Frankfurt Intersection
Doing away with the pork
sausage image: a diverse scene of artists, galleries, and institutions has
developed in Frankfurt am Main. One individual particularly responsible
for this fact is Thomas Bayrle, the professor at the Städel School who set
the creative boom into motion. The banks have also contributed
considerably towards the city’s international reputation as a creative hub
that boasts artists the likes of Tobias Rehberger, Ayse Erkmen, and Jeppe
Hein. On the occasion of
Art Frankfurt, Silke Hohmann offers a summary of the exhibition and
art activities currently taking place on the River Main.

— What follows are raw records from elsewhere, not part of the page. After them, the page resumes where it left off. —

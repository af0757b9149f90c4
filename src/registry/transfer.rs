//! Recipe transfer handler table.
//!
//! Transfer handlers move a recipe's ingredients into a container's crafting
//! slots. Only their lookup lives here; the transfer itself belongs to the
//! handler.

use std::collections::HashMap;
use std::sync::Arc;

use tracing::error;

/// Category UID under which a handler serves every category of its container.
pub const UNIVERSAL_RECIPE_TRANSFER_UID: &str = "universal recipe transfer handler";

/// Moves recipes into one container type.
pub trait RecipeTransferHandler: Send + Sync {
    /// The container type this handler fills.
    fn container(&self) -> &str;

    fn name(&self) -> &str {
        std::any::type_name::<Self>()
    }
}

/// A transfer handler described by slot ranges.
///
/// `recipe_slots` are the container's crafting grid slots and
/// `inventory_slots` the slots ingredients may be taken from, each as
/// `(first slot, slot count)`.
#[derive(Debug, Clone, PartialEq, Eq)]
pub struct SlotRangeTransfer {
    pub container: String,
    pub recipe_slots: (usize, usize),
    pub inventory_slots: (usize, usize),
}

impl SlotRangeTransfer {
    pub fn new(
        container: impl Into<String>,
        recipe_slots: (usize, usize),
        inventory_slots: (usize, usize),
    ) -> Self {
        Self {
            container: container.into(),
            recipe_slots,
            inventory_slots,
        }
    }

    /// Slot indices of the crafting grid.
    pub fn recipe_slot_indices(&self) -> std::ops::Range<usize> {
        self.recipe_slots.0..self.recipe_slots.0 + self.recipe_slots.1
    }

    /// Slot indices ingredients are drawn from.
    pub fn inventory_slot_indices(&self) -> std::ops::Range<usize> {
        self.inventory_slots.0..self.inventory_slots.0 + self.inventory_slots.1
    }
}

impl RecipeTransferHandler for SlotRangeTransfer {
    fn container(&self) -> &str {
        &self.container
    }

    fn name(&self) -> &str {
        "slot range transfer"
    }
}

/// Transfer handlers keyed by (container type, category UID).
#[derive(Default)]
pub struct TransferHandlers {
    handlers: HashMap<(String, String), Arc<dyn RecipeTransferHandler>>,
}

impl TransferHandlers {
    pub fn new() -> Self {
        Self::default()
    }

    /// Register a handler for a category, or for every category of its
    /// container when `category_uid` is [`UNIVERSAL_RECIPE_TRANSFER_UID`].
    ///
    /// The first handler registered for a key wins.
    pub fn register(&mut self, category_uid: &str, handler: Arc<dyn RecipeTransferHandler>) {
        let key = (handler.container().to_string(), category_uid.to_string());
        if self.handlers.contains_key(&key) {
            error!(
                "A Recipe Transfer Handler has already been registered for '{}': {}",
                key.1,
                key.0
            );
            return;
        }
        self.handlers.insert(key, handler);
    }

    /// The handler for a container and category, falling back to the
    /// container's universal handler.
    pub fn get(
        &self,
        container: &str,
        category_uid: &str,
    ) -> Option<&Arc<dyn RecipeTransferHandler>> {
        self.handlers
            .get(&(container.to_string(), category_uid.to_string()))
            .or_else(|| {
                self.handlers.get(&(
                    container.to_string(),
                    UNIVERSAL_RECIPE_TRANSFER_UID.to_string(),
                ))
            })
    }

    pub fn len(&self) -> usize {
        self.handlers.len()
    }

    pub fn is_empty(&self) -> bool {
        self.handlers.is_empty()
    }
}

#[cfg(test)]
mod tests {
    use super::*;

    fn table() -> TransferHandlers {
        let mut table = TransferHandlers::new();
        table.register(
            "minecraft.crafting",
            Arc::new(SlotRangeTransfer::new("crafting_table", (1, 9), (10, 36))),
        );
        table.register(
            UNIVERSAL_RECIPE_TRANSFER_UID,
            Arc::new(SlotRangeTransfer::new("crafting_table", (0, 1), (1, 45))),
        );
        table
    }

    #[test]
    fn exact_key_wins() {
        let table = table();
        let handler = table.get("crafting_table", "minecraft.crafting").unwrap();
        assert_eq!(handler.container(), "crafting_table");
        assert_eq!(table.len(), 2);
    }

    #[test]
    fn falls_back_to_universal() {
        let table = table();
        assert!(table.get("crafting_table", "minecraft.smelting").is_some());
        assert!(table.get("furnace", "minecraft.smelting").is_none());
    }

    #[test]
    fn first_registration_wins() {
        let mut table = TransferHandlers::new();
        table.register(
            "minecraft.smelting",
            Arc::new(SlotRangeTransfer::new("furnace", (0, 1), (3, 36))),
        );
        table.register(
            "minecraft.smelting",
            Arc::new(SlotRangeTransfer::new("furnace", (0, 2), (3, 36))),
        );
        assert_eq!(table.len(), 1);
    }

    #[test]
    fn slot_ranges() {
        let transfer = SlotRangeTransfer::new("crafting_table", (1, 9), (10, 36));
        assert_eq!(transfer.recipe_slot_indices(), 1..10);
        assert_eq!(transfer.inventory_slot_indices().len(), 36);
    }
}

When it’s a matter of art “made in
Frankfurt/Main,”
Thomas Bayrle has been at the very center for over 35 years. The artist
was celebrated accordingly upon retiring as professor at the
Hochschule für bildende Künste (Städelschule). On the
occasion of Bayrle’s 65th birthday, Frankfurt’s
Städel Museum is currently dedicating a big
one-person exhibition to the Berlin-born artist, who addressed the
phenomenon of mass production more or less simultaneously with
Andy Warhol in his serial graphic works from the nineteen-sixties. For
many, it’s unclear whether Bayrle’s departure heralds the end of an era,
but one thing remains certain: he played a major role in Frankfurt’s
transformation into one of Germany’s leading art metropolises. And he was
responsible for introducing Pop Art to the German centers of banking and
finance.
Along with well-known objects such as the Tassen-Tasse
(“Cups Cup”) from 1969, a precocious work in which Bayrle formally and
thematically investigated consumerism and the dominance of materialism,
the Städel is also presenting new works in which the artist harks back to
a former motif of his: the highway. Back in the seventies, Bayrle built
cardboard models of three-lane highways bundled up into tangled patterns
or hieroglyphs
; well before the onset of a collective ecological awareness, his prayer
wheel-like, repetitive litanies on jobs, ecological questions, highway
construction, insurance, and general uneasiness pointed to the chronic
headache of the “system.” Last year, he developed a gigantic wall piece on
this complex of themes that went by the title Maschendrahtzaun
(“Chain Link Fence”), which could be seen in a similar form at the
50th Venice Biennale – in close proximity to
Tobias Rehberger, probably his most successful pupil.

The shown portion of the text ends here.